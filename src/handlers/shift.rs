//! Plain shift and open shift changes. The WFM side owns shift content, so
//! only deletions are accepted.

use anyhow::Result;
use async_trait::async_trait;
use tracing::{debug, info, instrument};

use super::{ChangeHandler, HandlerRequest, Services};
use crate::classify::{ClassifiedItem, Route};
use crate::db::cache;
use crate::error::ErrorCode;
use crate::model::{ChangeOutcome, HttpMethod, ScheduleId};

const STAGED_FOR_DELETION: &str = "isStagedForDeletion";

fn is_delete(item: &ClassifiedItem<'_>) -> bool {
    match item.method() {
        HttpMethod::Delete => true,
        HttpMethod::Put | HttpMethod::Patch => item.body_flag(STAGED_FOR_DELETION),
        _ => false,
    }
}

/// Either phase of a front-end delete: the staged (draft) PUT or the
/// committed DELETE.
pub struct DeleteShift;

#[async_trait]
impl ChangeHandler for DeleteShift {
    fn name(&self) -> &'static str {
        "delete_shift"
    }

    fn can_handle(&self, items: &[ClassifiedItem<'_>]) -> Option<usize> {
        items.iter().position(|i| i.is_shift() && is_delete(i))
    }

    #[instrument(skip_all, fields(team_id = request.team_id))]
    async fn handle(&self, services: &Services, request: &HandlerRequest<'_>) -> Result<ChangeOutcome> {
        let Route::Shift { id } = &request.matched.route else {
            return Ok(ChangeOutcome::error(400, ErrorCode::InvalidRequest, "Not a shift"));
        };
        let schedule = ScheduleId::shifts(request.team_id);
        let Some(record) = cache::find_shift(&services.pool, &schedule, id).await? else {
            debug!(shift_id = %id, "shift already gone from cache");
            return Ok(ChangeOutcome::ok());
        };

        let week = record.week_start();
        cache::update(&services.pool, &services.settings, &schedule, week, |leased| {
            leased.remove(id);
        })
        .await?;
        info!(shift_id = %id, wfm_id = %record.wfm_id, %week, "shift removed from cache");
        Ok(ChangeOutcome::ok())
    }
}

fn not_supported(what: &str) -> ChangeOutcome {
    ChangeOutcome::error(
        403,
        ErrorCode::NotSupported,
        format!("Editing {what} is not supported; make the change in the WFM system"),
    )
}

pub struct UnsupportedShiftEdit;

#[async_trait]
impl ChangeHandler for UnsupportedShiftEdit {
    fn name(&self) -> &'static str {
        "unsupported_shift_edit"
    }

    fn can_handle(&self, items: &[ClassifiedItem<'_>]) -> Option<usize> {
        items.iter().position(|i| {
            i.is_shift() && matches!(i.method(), HttpMethod::Post | HttpMethod::Put | HttpMethod::Patch)
        })
    }

    async fn handle(&self, _services: &Services, _request: &HandlerRequest<'_>) -> Result<ChangeOutcome> {
        Ok(not_supported("shifts"))
    }
}

pub struct UnsupportedOpenShiftEdit;

#[async_trait]
impl ChangeHandler for UnsupportedOpenShiftEdit {
    fn name(&self) -> &'static str {
        "unsupported_open_shift_edit"
    }

    fn can_handle(&self, items: &[ClassifiedItem<'_>]) -> Option<usize> {
        items
            .iter()
            .position(|i| i.is_open_shift() && i.method() != HttpMethod::Get)
    }

    async fn handle(&self, _services: &Services, _request: &HandlerRequest<'_>) -> Result<ChangeOutcome> {
        Ok(not_supported("open shifts"))
    }
}
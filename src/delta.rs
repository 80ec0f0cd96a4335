//! Create/update/delete/skip/fail computation for the pull sync path.
use std::collections::{HashMap, HashSet};

use crate::model::ShiftRecord;

/// An entity that can be matched across passes by its WFM-side identity.
pub trait WfmEntity: Clone {
    fn wfm_id(&self) -> &str;

    /// True when nothing the front end shows has changed.
    fn same_content(&self, other: &Self) -> bool;

    /// Copy locally assigned fields from the cached version onto a fresh one.
    fn carry_over(&mut self, _previous: &Self) {}
}

impl WfmEntity for ShiftRecord {
    fn wfm_id(&self) -> &str {
        &self.wfm_id
    }

    fn same_content(&self, other: &Self) -> bool {
        self.wfm_employee_id == other.wfm_employee_id
            && self.start == other.start
            && self.end == other.end
            && self.quantity == other.quantity
            && self.department == other.department
    }

    fn carry_over(&mut self, previous: &Self) {
        self.frontend_id = previous.frontend_id.clone();
        if self.frontend_employee_id.is_empty() {
            self.frontend_employee_id = previous.frontend_employee_id.clone();
        }
    }
}

#[derive(Debug, Clone, Copy, PartialEq, Eq)]
enum Bucket {
    Created,
    Updated,
    Deleted,
}

#[derive(Debug, Clone, PartialEq, Eq)]
pub struct DeltaSet<T> {
    pub created: Vec<T>,
    pub updated: Vec<T>,
    pub deleted: Vec<T>,
    pub skipped: Vec<T>,
    pub failed: Vec<T>,
    /// Set when capping left work for the next pass.
    pub has_more: bool,
}

impl<T> Default for DeltaSet<T> {
    fn default() -> Self {
        Self {
            created: Vec::new(),
            updated: Vec::new(),
            deleted: Vec::new(),
            skipped: Vec::new(),
            failed: Vec::new(),
            has_more: false,
        }
    }
}

impl<T: WfmEntity> DeltaSet<T> {
    /// Diff `cached` against `fresh` by WFM identity.
    pub fn compute(cached: &[T], fresh: &[T]) -> Self {
        let cached_by_id: HashMap<&str, &T> = cached.iter().map(|e| (e.wfm_id(), e)).collect();
        let fresh_ids: HashSet<&str> = fresh.iter().map(|e| e.wfm_id()).collect();

        let mut delta = Self::default();
        let mut seen = HashSet::new();
        for entity in fresh {
            if !seen.insert(entity.wfm_id()) {
                continue;
            }
            match cached_by_id.get(entity.wfm_id()) {
                None => delta.created.push(entity.clone()),
                Some(previous) if !previous.same_content(entity) => {
                    let mut updated = entity.clone();
                    updated.carry_over(previous);
                    delta.updated.push(updated);
                }
                Some(_) => {}
            }
        }
        delta.deleted = cached
            .iter()
            .filter(|e| !fresh_ids.contains(e.wfm_id()))
            .cloned()
            .collect();
        delta
    }

    /// Same as [`DeltaSet::compute`] followed by [`DeltaSet::cap`].
    pub fn compute_capped(cached: &[T], fresh: &[T], max: usize, priority: &[String]) -> Self {
        Self::compute(cached, fresh).cap(max, priority)
    }

    pub fn all_len(&self) -> usize {
        self.created.len() + self.updated.len() + self.deleted.len()
    }

    pub fn is_empty(&self) -> bool {
        self.all_len() == 0
    }

    /// Keep at most `max` of created ∪ updated ∪ deleted, moving the rest to
    /// `skipped`. Ids in `priority` (the previous pass's skipped set) go first.
    pub fn cap(mut self, max: usize, priority: &[String]) -> Self {
        if self.all_len() <= max {
            return self;
        }
        let priority: HashSet<&str> = priority.iter().map(String::as_str).collect();
        let mut all: Vec<(Bucket, T)> = Vec::with_capacity(self.all_len());
        all.extend(self.created.drain(..).map(|e| (Bucket::Created, e)));
        all.extend(self.updated.drain(..).map(|e| (Bucket::Updated, e)));
        all.extend(self.deleted.drain(..).map(|e| (Bucket::Deleted, e)));
        all.sort_by_key(|(_, e)| !priority.contains(e.wfm_id()));

        for (idx, (bucket, entity)) in all.into_iter().enumerate() {
            if idx >= max {
                self.skipped.push(entity);
                continue;
            }
            match bucket {
                Bucket::Created => self.created.push(entity),
                Bucket::Updated => self.updated.push(entity),
                Bucket::Deleted => self.deleted.push(entity),
            }
        }
        self.has_more = !self.skipped.is_empty();
        self
    }

    /// Move an entity that could not be pushed out of the applied sets.
    pub fn mark_failed(&mut self, wfm_id: &str) {
        for bucket in [&mut self.created, &mut self.updated, &mut self.deleted] {
            if let Some(idx) = bucket.iter().position(|e| e.wfm_id() == wfm_id) {
                let entity = bucket.remove(idx);
                self.failed.push(entity);
                return;
            }
        }
    }

    pub fn skipped_ids(&self) -> Vec<String> {
        self.skipped.iter().map(|e| e.wfm_id().to_string()).collect()
    }

    /// Drop every touched identity from `cached`, then append created and updated.
    pub fn apply(&self, cached: &[T]) -> Vec<T> {
        let touched: HashSet<&str> = self
            .created
            .iter()
            .chain(&self.updated)
            .chain(&self.deleted)
            .map(|e| e.wfm_id())
            .collect();
        cached
            .iter()
            .filter(|e| !touched.contains(e.wfm_id()))
            .cloned()
            .chain(self.created.iter().cloned())
            .chain(self.updated.iter().cloned())
            .collect()
    }
}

=-=-=-=-=

▶ _Task prompt_: Of the lines above, retype only those from the line containing "self.wfm_employee_id == other.wfm_employee_id" through the line containing "let cached_by_id: HashMap<&str, &T>", including both, exactly.

▶ _Written solution_:
        self.wfm_employee_id == other.wfm_employee_id
            && self.start == other.start
            && self.end == other.end
            && self.quantity == other.quantity
            && self.department == other.department
    }

    fn carry_over(&mut self, previous: &Self) {
        self.frontend_id = previous.frontend_id.clone();
        if self.frontend_employee_id.is_empty() {
            self.frontend_employee_id = previous.frontend_employee_id.clone();
        }
    }
}

#[derive(Debug, Clone, Copy, PartialEq, Eq)]
enum Bucket {
    Created,
    Updated,
    Deleted,
}

#[derive(Debug, Clone, PartialEq, Eq)]
pub struct DeltaSet<T> {
    pub created: Vec<T>,
    pub updated: Vec<T>,
    pub deleted: Vec<T>,
    pub skipped: Vec<T>,
    pub failed: Vec<T>,
    /// Set when capping left work for the next pass.
    pub has_more: bool,
}

impl<T> Default for DeltaSet<T> {
    fn default() -> Self {
        Self {
            created: Vec::new(),
            updated: Vec::new(),
            deleted: Vec::new(),
            skipped: Vec::new(),
            failed: Vec::new(),
            has_more: false,
        }
    }
}

impl<T: WfmEntity> DeltaSet<T> {
    /// Diff `cached` against `fresh` by WFM identity.
    pub fn compute(cached: &[T], fresh: &[T]) -> Self {
        let cached_by_id: HashMap<&str, &T> = cached.iter().map(|e| (e.wfm_id(), e)).collect();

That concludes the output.